• **ACTION ITEM**:
A single number is expected: the count of lines below where the word "Clone" occurs.
(RECORDS PROVIDED begins)
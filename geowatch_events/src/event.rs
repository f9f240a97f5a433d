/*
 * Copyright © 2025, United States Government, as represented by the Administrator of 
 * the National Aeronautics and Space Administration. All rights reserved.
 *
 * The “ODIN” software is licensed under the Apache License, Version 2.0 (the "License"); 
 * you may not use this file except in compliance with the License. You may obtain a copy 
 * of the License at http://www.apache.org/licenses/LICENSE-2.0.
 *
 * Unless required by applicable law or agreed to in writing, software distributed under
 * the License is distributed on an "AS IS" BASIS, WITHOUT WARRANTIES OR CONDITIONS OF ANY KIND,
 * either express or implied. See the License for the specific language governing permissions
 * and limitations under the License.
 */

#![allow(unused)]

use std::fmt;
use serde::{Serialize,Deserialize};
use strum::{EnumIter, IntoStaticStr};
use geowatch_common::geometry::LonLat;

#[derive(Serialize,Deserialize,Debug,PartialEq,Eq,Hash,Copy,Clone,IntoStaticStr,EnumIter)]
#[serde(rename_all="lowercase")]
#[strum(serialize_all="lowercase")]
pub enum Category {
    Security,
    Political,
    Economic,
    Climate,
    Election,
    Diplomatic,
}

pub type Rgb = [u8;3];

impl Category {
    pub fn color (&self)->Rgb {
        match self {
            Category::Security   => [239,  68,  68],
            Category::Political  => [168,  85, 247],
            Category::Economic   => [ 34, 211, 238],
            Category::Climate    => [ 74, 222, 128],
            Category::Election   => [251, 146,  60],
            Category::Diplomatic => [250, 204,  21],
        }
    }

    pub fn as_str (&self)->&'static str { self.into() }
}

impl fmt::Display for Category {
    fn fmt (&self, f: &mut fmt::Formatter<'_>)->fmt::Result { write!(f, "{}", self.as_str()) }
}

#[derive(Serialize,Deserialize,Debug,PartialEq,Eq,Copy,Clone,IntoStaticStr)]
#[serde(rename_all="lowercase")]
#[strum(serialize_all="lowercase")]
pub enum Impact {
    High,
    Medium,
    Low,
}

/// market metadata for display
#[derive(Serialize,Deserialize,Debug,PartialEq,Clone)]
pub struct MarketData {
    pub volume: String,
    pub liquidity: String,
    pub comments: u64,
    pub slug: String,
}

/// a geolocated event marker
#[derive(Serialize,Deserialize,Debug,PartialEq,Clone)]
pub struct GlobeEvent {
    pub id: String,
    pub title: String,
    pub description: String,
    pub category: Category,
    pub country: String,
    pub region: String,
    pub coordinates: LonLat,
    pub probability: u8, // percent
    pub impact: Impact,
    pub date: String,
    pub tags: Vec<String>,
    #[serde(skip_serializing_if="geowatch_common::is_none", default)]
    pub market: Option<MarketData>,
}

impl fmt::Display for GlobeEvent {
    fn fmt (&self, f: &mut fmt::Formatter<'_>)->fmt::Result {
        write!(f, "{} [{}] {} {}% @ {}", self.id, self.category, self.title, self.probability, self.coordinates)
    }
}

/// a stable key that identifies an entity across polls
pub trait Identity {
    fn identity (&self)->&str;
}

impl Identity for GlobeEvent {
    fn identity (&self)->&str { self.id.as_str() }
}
(RECORDS PROVIDED ends)
(RECORDS PROVIDED begins)
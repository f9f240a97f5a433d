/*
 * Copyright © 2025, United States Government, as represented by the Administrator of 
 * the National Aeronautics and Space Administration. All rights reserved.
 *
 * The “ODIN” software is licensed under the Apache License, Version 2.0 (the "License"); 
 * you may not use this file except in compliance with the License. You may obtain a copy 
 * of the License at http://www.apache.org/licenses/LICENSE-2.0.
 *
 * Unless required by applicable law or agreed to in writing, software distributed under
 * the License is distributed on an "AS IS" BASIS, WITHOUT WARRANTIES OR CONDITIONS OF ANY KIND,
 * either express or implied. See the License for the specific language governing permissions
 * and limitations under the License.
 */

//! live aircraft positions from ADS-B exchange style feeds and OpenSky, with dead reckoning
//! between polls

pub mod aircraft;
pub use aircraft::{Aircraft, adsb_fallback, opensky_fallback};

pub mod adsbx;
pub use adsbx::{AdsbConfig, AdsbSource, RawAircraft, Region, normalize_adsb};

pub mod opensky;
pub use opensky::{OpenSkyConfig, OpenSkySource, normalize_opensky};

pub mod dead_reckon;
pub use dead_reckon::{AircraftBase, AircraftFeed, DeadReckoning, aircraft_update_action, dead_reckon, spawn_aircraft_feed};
(RECORDS PROVIDED ends)
• **ANSWER FOR THIS EXERCISE**:
4